* **Problem to work on**: Please report each line of the data below that contains "true".

Collected data:
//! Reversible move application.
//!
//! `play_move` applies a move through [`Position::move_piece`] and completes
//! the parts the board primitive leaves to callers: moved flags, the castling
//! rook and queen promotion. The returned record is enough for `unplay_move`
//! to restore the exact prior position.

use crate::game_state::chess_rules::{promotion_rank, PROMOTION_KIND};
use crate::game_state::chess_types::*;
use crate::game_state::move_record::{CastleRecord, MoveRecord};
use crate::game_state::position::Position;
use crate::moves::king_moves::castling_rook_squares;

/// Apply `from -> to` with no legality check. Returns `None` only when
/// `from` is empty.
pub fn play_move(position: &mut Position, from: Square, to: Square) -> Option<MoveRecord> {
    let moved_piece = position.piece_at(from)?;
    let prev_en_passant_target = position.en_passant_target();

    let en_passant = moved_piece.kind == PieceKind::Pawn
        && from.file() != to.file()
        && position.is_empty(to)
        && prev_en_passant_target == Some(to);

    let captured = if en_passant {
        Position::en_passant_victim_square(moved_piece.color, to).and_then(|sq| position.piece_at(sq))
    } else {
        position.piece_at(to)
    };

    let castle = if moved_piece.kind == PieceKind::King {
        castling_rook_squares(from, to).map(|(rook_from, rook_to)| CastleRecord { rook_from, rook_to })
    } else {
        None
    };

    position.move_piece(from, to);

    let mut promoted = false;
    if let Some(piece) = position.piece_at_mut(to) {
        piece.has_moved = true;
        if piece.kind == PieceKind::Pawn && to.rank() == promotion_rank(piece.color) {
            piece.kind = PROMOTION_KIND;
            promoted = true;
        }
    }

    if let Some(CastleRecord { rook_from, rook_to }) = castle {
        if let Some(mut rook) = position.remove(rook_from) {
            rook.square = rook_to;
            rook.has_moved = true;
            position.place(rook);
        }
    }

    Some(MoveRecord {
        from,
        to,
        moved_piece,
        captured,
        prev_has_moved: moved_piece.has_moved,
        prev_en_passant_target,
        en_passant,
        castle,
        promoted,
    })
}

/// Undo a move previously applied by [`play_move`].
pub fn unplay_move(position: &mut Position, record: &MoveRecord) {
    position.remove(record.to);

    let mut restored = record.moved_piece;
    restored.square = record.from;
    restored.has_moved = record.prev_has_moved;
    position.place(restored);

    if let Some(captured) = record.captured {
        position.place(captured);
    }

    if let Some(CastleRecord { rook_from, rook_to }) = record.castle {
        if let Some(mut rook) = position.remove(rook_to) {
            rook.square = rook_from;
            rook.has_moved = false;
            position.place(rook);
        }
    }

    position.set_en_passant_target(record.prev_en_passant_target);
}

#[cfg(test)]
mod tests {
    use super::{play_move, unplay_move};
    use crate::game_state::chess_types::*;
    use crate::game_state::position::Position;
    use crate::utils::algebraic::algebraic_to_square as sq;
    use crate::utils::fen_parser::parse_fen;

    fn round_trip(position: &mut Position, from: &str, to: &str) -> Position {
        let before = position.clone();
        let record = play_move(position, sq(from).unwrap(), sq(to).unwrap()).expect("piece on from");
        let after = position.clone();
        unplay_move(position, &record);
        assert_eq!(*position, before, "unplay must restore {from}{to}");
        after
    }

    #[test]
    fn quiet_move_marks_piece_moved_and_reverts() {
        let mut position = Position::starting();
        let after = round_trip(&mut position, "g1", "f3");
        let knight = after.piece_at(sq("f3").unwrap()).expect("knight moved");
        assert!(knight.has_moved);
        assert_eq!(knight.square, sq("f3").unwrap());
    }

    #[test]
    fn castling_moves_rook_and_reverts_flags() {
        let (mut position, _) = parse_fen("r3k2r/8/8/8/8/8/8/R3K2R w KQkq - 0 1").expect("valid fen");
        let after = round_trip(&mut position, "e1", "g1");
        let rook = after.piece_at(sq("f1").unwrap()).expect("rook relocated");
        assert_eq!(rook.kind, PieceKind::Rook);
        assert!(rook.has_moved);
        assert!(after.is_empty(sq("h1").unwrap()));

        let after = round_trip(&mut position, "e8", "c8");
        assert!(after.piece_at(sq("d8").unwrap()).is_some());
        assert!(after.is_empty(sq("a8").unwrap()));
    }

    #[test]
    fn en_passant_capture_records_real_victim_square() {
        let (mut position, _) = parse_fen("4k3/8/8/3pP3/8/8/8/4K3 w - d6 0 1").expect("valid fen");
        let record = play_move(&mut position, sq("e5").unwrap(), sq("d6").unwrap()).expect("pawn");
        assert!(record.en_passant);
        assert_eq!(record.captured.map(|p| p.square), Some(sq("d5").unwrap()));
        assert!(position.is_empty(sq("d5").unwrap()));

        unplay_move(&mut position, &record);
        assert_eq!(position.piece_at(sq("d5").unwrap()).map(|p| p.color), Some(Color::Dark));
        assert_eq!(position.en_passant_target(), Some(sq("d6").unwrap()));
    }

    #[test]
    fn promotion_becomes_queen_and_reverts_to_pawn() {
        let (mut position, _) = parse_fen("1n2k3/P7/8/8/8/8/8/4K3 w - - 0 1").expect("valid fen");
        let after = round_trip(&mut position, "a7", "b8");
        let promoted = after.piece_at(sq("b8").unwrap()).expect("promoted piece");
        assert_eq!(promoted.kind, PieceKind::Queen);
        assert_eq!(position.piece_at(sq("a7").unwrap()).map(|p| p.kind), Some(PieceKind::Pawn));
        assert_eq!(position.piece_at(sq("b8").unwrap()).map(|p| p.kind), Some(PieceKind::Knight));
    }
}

* **Result of the task**:
        piece.has_moved = true;
            promoted = true;
            rook.has_moved = true;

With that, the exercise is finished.